Last week, the U.S. National team announced the 20 finalists for the 2012 U.S. men’s basketball team that will compete in London. The list is full of names that even the most casual NBA fan would know in a heartbeat: Lebron James, Kobe Bryant, Dwight Howard, Chris Paul, Dwayne Wade, Carmelo Anthony, Kevin Durant…and Andre Iguodala. You read that correctly. The maligned Sixers wingman is one of only TWENTY players that will be eligible for the 2012 U.S. Olympic basketball team. Only 12 players will be chosen for the team (though there will be alternates); Howard and Knicks center Tyson Chandler are the only centers, and some combination of Chris Paul, Deron Williams, and Derek Rose will man the point guard spot, leaving just 7-8 spots available on the rest of the roster. But while Iguodala is not likely to make the final roster, I would not be surprised to see him chosen as an alternate, or even make the team if one or more of the superstars choose not to play.

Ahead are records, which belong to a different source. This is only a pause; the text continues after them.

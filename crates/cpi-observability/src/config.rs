//! Configuration types for logging

use serde::{Deserialize, Serialize};
use std::path::PathBuf;

/// Log output format
#[derive(Debug, Clone, Copy, Serialize, Deserialize, Default, PartialEq, Eq)]
#[serde(rename_all = "lowercase")]
pub enum LogFormat {
    /// Human-readable multi-line format
    Pretty,
    /// JSON, one object per line
    Json,
    /// Single line per event
    #[default]
    Compact,
}

/// Log level
#[derive(Debug, Clone, Copy, Serialize, Deserialize, Default, PartialEq, Eq, PartialOrd, Ord)]
#[serde(rename_all = "lowercase")]
pub enum LogLevel {
    Trace,
    Debug,
    #[default]
    Info,
    Warn,
    Error,
}

impl LogLevel {
    pub fn as_str(self) -> &'static str {
        match self {
            LogLevel::Trace => "trace",
            LogLevel::Debug => "debug",
            LogLevel::Info => "info",
            LogLevel::Warn => "warn",
            LogLevel::Error => "error",
        }
    }

    /// Raise verbosity by `steps` levels, saturating at `Trace`.
    pub fn more_verbose(self, steps: u8) -> Self {
        let mut level = self;
        for _ in 0..steps {
            level = match level {
                LogLevel::Error => LogLevel::Warn,
                LogLevel::Warn => LogLevel::Info,
                LogLevel::Info => LogLevel::Debug,
                LogLevel::Debug | LogLevel::Trace => LogLevel::Trace,
            };
        }
        level
    }
}

impl From<LogLevel> for tracing::Level {
    fn from(level: LogLevel) -> Self {
        match level {
            LogLevel::Trace => tracing::Level::TRACE,
            LogLevel::Debug => tracing::Level::DEBUG,
            LogLevel::Info => tracing::Level::INFO,
            LogLevel::Warn => tracing::Level::WARN,
            LogLevel::Error => tracing::Level::ERROR,
        }
    }
}

/// Logging configuration
#[derive(Debug, Clone, Serialize, Deserialize)]
pub struct LoggingConfig {
    #[serde(default)]
    pub level: LogLevel,

    #[serde(default)]
    pub format: LogFormat,

    /// Optional rotated log file, written as JSON
    #[serde(default)]
    pub file: Option<FileLoggingConfig>,

    /// Raw `EnvFilter` directives; take precedence over `level`
    #[serde(default)]
    pub filter_directives: Option<String>,

    /// Include target (module path) in logs
    #[serde(default = "default_true")]
    pub include_target: bool,
}

fn default_true() -> bool {
    true
}

impl Default for LoggingConfig {
    fn default() -> Self {
        Self {
            level: LogLevel::Info,
            format: LogFormat::Compact,
            file: None,
            filter_directives: None,
            include_target: true,
        }
    }
}

/// File logging configuration
#[derive(Debug, Clone, Serialize, Deserialize)]
pub struct FileLoggingConfig {
    /// Directory for log files
    pub directory: PathBuf,

    /// File name prefix
    #[serde(default = "default_prefix")]
    pub prefix: String,

    #[serde(default)]
    pub rotation: RotationStrategy,
}

fn default_prefix() -> String {
    "docker-cpi".to_string()
}

/// Log file rotation strategy
#[derive(Debug, Clone, Copy, Serialize, Deserialize, Default, PartialEq, Eq)]
#[serde(rename_all = "lowercase")]
pub enum RotationStrategy {
    #[default]
    Daily,
    Hourly,
    Never,
}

U.S.A. basketball realized several years ago that it takes more than just a litany of star players to win gold medals in international competition. The committee started choosing players that could contribute without needing the ball; complimentary players that would do the dirty work, like Tayshaun Prince and Chandler. A basketball team operates best when its pieces fill specific roles that fit together like a puzzle.It’s why the 2004 Detroit Pistons easily handled the star-laden Lakers in the Finals, and why people still question whether the Miami Heat can win a title as currently constructed. Andre Iguodala, in many ways, is the perfect complimentary piece. He can do just about anything that is asked of him: rebound, handle the ball, finish on the break, defend the other team’s best player. Other than leading scorer Kevin Durant, he may have been the most important player on the 2010 world championships team that took first place in Turkey, despite not having a roster full of the NBA elite. Coach Mike Krzyzewski continually raved about Iguodala’s defense and unselfishness. The irony is that while Iguodala may be coveted by the national team for his unique set of skills, most Sixer fans can’t wait to get rid of him.
Last night, I attended my third Sixers game of the young season with my daughter and The Bishop. The Sixers, as usual, refused to quit and erased a ten point fourth quarter deficit against a very good Denver Nuggets team. The Bishop mirrored the Sixers grit, refusing to give up on his pursuit of a T-shirt launched into the stands, using his reach to ward off anyone unlucky enough to get in his way as he procured my daughter a souvenir. Like the Bishop, Iguodala was right in the middle of the action, though his effort was on the court; rebounding, running the floor for dunks, making sweet passes, and forcing turnovers. As usual, he filled the stat sheet with his effort despite having a rough shooting night, and finished one assist shy of a triple double. But with the Sixers down 1 in the final seconds of regulation, Iguodala was fouled on a drive to the basket. The crowd immediately held its collective breath. Not one person in that arena (except maybe eternal optimist Doug Collins) wanted Iguodala to be standing on that foul line with the game in his hands – including him.
It’s in the eyes, and the body language. Some guys want the ball in that situation and have no fear attacking the rim; seeking contact because they have the confidence to knock down those free throws in the final seconds. While Iguodala certainly embraces having the ball at the end of games, he lacks the confidence and ice in his veins to walk calmly to the line, and knock down free throws while barely blinking. It’s a huge reason why his end of game arsenal largely consists of a step back jumper, despite his ability to get to the rim and create shots for others.
So Iguodala stepped to the line…and promptly missed the first free throw, only further cementing his reputation as a “bum” in Philadelphia, unfairly or not. Today, the conversation on the radio, and among fans, will only center on the missed free throw; on the blown opportunity to win the game. There will be raised voices screaming for Iguodala to be shipped out for expiring contracts, or a loaf of bread. Iguodala’s effort in the Sixers comeback will be ignored, and completely forgotten in the haste to proclaim that “He stinks.”
I like Andre Iguodala as a basketball player. I appreciate what he brings to the table in the same way the U.S. National team does when they consider him for the Olympic team. I agree with the argument put forth by guest contributor Vanilla Blunder in the Guest House. I don’t plead for him to be traded, unless the Sixers get proper value in return. I understand that value is much higher than most Sixers fans believe, since they would likely move him for the first offer that came their way. Only the redundant presence of Evan Turner, and his similar skill set, make me think an Iguodala trade is wise at all. I think Iguodala can be a vital piece on a team that wins an NBA title, maybe even the Sixers.
But with 4 seconds left and the game in the balance, I didn’t want him on that free throw line either.